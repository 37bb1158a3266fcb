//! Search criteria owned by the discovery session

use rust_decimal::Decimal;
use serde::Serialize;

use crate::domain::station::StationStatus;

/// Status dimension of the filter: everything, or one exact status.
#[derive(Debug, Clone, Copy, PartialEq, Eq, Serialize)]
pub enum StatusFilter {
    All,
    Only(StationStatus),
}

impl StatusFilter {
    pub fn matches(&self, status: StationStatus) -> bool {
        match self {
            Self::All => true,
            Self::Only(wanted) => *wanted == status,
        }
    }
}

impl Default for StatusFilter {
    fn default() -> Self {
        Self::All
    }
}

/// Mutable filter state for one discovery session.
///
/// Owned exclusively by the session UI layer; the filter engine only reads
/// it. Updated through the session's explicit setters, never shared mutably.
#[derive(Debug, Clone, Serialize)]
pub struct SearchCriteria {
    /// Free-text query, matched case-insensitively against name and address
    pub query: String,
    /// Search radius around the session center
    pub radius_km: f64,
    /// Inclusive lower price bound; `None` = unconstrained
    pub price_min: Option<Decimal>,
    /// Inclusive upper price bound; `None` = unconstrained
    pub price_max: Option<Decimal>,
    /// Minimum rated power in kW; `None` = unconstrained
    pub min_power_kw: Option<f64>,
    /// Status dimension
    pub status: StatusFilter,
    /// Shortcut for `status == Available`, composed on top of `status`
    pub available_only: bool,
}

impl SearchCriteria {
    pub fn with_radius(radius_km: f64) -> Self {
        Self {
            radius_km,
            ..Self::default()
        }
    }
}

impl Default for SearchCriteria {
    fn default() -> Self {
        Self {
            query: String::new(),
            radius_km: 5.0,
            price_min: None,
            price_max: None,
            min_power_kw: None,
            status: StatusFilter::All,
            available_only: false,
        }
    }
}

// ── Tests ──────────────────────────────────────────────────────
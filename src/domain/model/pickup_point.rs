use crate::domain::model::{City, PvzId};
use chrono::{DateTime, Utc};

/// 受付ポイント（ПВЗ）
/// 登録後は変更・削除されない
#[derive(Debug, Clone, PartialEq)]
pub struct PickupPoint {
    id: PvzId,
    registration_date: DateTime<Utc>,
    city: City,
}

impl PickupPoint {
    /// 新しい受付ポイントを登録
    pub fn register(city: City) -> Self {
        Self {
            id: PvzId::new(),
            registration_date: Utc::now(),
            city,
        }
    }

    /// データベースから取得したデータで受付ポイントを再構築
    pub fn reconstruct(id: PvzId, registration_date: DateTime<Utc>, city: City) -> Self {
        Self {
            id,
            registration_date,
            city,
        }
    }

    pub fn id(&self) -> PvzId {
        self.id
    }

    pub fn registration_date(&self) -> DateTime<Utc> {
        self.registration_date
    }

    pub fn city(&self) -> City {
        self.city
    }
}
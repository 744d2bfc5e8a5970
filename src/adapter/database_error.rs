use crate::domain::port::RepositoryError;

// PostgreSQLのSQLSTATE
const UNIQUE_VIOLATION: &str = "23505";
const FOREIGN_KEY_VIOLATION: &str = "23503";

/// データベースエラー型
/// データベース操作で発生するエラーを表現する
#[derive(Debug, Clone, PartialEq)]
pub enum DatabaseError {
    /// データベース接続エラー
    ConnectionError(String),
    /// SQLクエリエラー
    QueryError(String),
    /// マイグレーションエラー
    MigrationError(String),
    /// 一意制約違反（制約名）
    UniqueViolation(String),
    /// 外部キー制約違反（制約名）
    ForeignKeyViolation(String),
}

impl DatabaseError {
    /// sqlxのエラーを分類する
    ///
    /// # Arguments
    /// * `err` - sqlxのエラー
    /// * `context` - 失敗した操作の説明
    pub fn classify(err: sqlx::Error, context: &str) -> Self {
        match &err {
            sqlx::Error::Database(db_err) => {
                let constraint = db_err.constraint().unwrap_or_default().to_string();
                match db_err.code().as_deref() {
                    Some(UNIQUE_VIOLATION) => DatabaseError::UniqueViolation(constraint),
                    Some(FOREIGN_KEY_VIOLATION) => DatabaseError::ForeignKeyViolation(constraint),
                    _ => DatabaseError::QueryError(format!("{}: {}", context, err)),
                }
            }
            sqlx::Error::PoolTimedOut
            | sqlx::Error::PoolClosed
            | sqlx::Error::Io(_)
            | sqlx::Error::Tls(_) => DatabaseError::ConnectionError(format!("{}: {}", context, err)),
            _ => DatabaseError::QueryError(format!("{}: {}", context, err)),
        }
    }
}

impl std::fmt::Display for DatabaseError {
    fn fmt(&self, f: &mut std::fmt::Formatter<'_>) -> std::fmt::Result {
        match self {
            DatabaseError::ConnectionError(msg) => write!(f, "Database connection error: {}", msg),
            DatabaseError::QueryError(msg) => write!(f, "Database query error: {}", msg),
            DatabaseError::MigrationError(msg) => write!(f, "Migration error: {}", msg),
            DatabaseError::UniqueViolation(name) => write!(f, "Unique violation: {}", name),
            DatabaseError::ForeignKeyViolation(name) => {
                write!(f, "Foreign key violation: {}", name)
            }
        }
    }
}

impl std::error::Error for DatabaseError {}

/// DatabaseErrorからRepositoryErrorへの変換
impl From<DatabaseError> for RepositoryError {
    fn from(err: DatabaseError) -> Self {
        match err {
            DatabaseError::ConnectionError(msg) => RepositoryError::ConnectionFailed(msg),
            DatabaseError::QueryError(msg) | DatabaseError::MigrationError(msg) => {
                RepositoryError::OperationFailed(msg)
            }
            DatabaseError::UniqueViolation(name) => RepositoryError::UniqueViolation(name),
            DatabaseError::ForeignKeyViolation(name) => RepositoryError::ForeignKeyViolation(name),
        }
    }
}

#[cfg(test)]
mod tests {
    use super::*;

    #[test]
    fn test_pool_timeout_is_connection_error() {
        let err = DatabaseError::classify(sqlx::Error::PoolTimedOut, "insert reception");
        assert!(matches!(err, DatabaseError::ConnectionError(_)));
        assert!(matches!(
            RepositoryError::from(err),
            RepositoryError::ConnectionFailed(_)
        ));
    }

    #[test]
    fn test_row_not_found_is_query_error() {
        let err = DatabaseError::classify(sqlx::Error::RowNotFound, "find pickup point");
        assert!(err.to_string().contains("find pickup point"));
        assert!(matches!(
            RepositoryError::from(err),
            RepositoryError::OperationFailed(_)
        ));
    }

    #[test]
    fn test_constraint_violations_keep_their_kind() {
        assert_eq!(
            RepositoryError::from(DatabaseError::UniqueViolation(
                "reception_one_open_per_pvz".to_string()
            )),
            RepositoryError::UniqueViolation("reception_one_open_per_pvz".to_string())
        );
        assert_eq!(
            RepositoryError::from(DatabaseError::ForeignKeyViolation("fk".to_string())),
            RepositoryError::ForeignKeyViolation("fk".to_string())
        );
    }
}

__Brief__.
If a line above holds the word "matches", copy it.

__Solution to the problem__.
    pub fn matches(&self, status: StationStatus) -> bool {
        assert!(matches!(err, DatabaseError::ConnectionError(_)));
        assert!(matches!(
        assert!(matches!(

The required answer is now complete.